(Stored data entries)
────────────────────
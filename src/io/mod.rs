//! I/O module
//!
//! Handles CSV parsing and output.
//!
//! # Components
//!
//! - `csv_format` - CSV format handling (record conversion, supply and holder output)
//! - `sync_reader` - Synchronous CSV reader with iterator interface
//! - `async_reader` - Asynchronous CSV reader with batch reading interface

pub mod async_reader;
pub mod csv_format;
pub mod sync_reader;

pub use async_reader::AsyncReader;
pub use csv_format::{
    convert_csv_record, parse_amount, write_holders_csv, write_supply_csv, CsvRecord,
};
pub use sync_reader::SyncReader;
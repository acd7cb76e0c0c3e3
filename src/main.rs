//! Token Supply Tracker CLI
//!
//! Replays token transfer events from a CSV file and reports total and
//! circulating supply per token.
//!
//! # Usage
//!
//! ```bash
//! cargo run -- transfers.csv > supply.csv
//! cargo run -- --strategy sync --deployment gnosis-chain transfers.csv > supply.csv
//! cargo run -- --config tracker.toml --holders holders.csv transfers.csv > supply.csv
//! cargo run -- --strategy async --batch-size 2000 --max-concurrent 8 transfers.csv > supply.csv
//! ```
//!
//! Supply rows go to stdout; logs go to stderr and are filtered with
//! `RUST_LOG` (default `info`).
//!
//! # Exit Codes
//!
//! - 0: Success
//! - 1: Error (bad configuration, file not found, store failure, etc.)

use std::fs::File;
use std::io::{BufWriter, Write};
use std::process;
use token_supply_tracker::cli;
use token_supply_tracker::strategy;
use tracing_subscriber::EnvFilter;

fn init_logging() {
    let filter = EnvFilter::try_from_default_env().unwrap_or_else(|_| EnvFilter::new("info"));

    tracing_subscriber::fmt()
        .with_env_filter(filter)
        .with_writer(std::io::stderr)
        .with_target(false)
        .compact()
        .init();
}

fn run(args: cli::CliArgs) -> Result<(), String> {
    let deployments = args.load_deployments().map_err(|e| e.to_string())?;
    tracing::debug!(count = deployments.len(), "Deployments loaded");

    let strategy = {
        let config = if matches!(args.strategy, cli::StrategyType::Async) {
            Some(args.to_batch_config())
        } else {
            None
        };
        strategy::create_strategy(args.strategy.clone(), deployments, config)
    };

    let mut holders = match &args.holders {
        Some(path) => {
            let file = File::create(path).map_err(|e| {
                format!("Failed to create holders file '{}': {}", path.display(), e)
            })?;
            Some(BufWriter::new(file))
        }
        None => None,
    };

    let mut output = std::io::stdout();
    strategy.process(
        &args.input_file,
        &mut output,
        holders.as_mut().map(|writer| writer as &mut dyn Write),
    )?;

    if let Some(writer) = holders.as_mut() {
        writer
            .flush()
            .map_err(|e| format!("Failed to flush holders file: {}", e))?;
    }

    Ok(())
}

fn main() {
    init_logging();

    let args = cli::parse_args();

    if let Err(e) = run(args) {
        eprintln!("Error: {}", e);
        process::exit(1);
    }
}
────────────────────
→ **WORK TO BE COMPLETED**: Your task is to repeat every entry exactly.

→ **EXPECTED ANSWER**:
filename src/io/mod.rs
//! I/O module
//!
//! Handles CSV parsing and output.
//!
//! # Components
//!
//! - `csv_format` - CSV format handling (record conversion, supply and holder output)
//! - `sync_reader` - Synchronous CSV reader with iterator interface
//! - `async_reader` - Asynchronous CSV reader with batch reading interface

pub mod async_reader;
pub mod csv_format;
pub mod sync_reader;

pub use async_reader::AsyncReader;
pub use csv_format::{
    convert_csv_record, parse_amount, write_holders_csv, write_supply_csv, CsvRecord,
};
pub use sync_reader::SyncReader;
repository acd7cb76e0c0c3e3
filename src/main.rs
//! Token Supply Tracker CLI
//!
//! Replays token transfer events from a CSV file and reports total and
//! circulating supply per token.
//!
//! # Usage
//!
//! ```bash
//! cargo run -- transfers.csv > supply.csv
//! cargo run -- --strategy sync --deployment gnosis-chain transfers.csv > supply.csv
//! cargo run -- --config tracker.toml --holders holders.csv transfers.csv > supply.csv
//! cargo run -- --strategy async --batch-size 2000 --max-concurrent 8 transfers.csv > supply.csv
//! ```
//!
//! Supply rows go to stdout; logs go to stderr and are filtered with
//! `RUST_LOG` (default `info`).
//!
//! # Exit Codes
//!
//! - 0: Success
//! - 1: Error (bad configuration, file not found, store failure, etc.)

use std::fs::File;
use std::io::{BufWriter, Write};
use std::process;
use token_supply_tracker::cli;
use token_supply_tracker::strategy;
use tracing_subscriber::EnvFilter;

fn init_logging() {
    let filter = EnvFilter::try_from_default_env().unwrap_or_else(|_| EnvFilter::new("info"));

    tracing_subscriber::fmt()
        .with_env_filter(filter)
        .with_writer(std::io::stderr)
        .with_target(false)
        .compact()
        .init();
}

fn run(args: cli::CliArgs) -> Result<(), String> {
    let deployments = args.load_deployments().map_err(|e| e.to_string())?;
    tracing::debug!(count = deployments.len(), "Deployments loaded");

    let strategy = {
        let config = if matches!(args.strategy, cli::StrategyType::Async) {
            Some(args.to_batch_config())
        } else {
            None
        };
        strategy::create_strategy(args.strategy.clone(), deployments, config)
    };

    let mut holders = match &args.holders {
        Some(path) => {
            let file = File::create(path).map_err(|e| {
                format!("Failed to create holders file '{}': {}", path.display(), e)
            })?;
            Some(BufWriter::new(file))
        }
        None => None,
    };

    let mut output = std::io::stdout();
    strategy.process(
        &args.input_file,
        &mut output,
        holders.as_mut().map(|writer| writer as &mut dyn Write),
    )?;

    if let Some(writer) = holders.as_mut() {
        writer
            .flush()
            .map_err(|e| format!("Failed to flush holders file: {}", e))?;
    }

    Ok(())
}

fn main() {
    init_logging();

    let args = cli::parse_args();

    if let Err(e) = run(args) {
        eprintln!("Error: {}", e);
        process::exit(1);
    }
}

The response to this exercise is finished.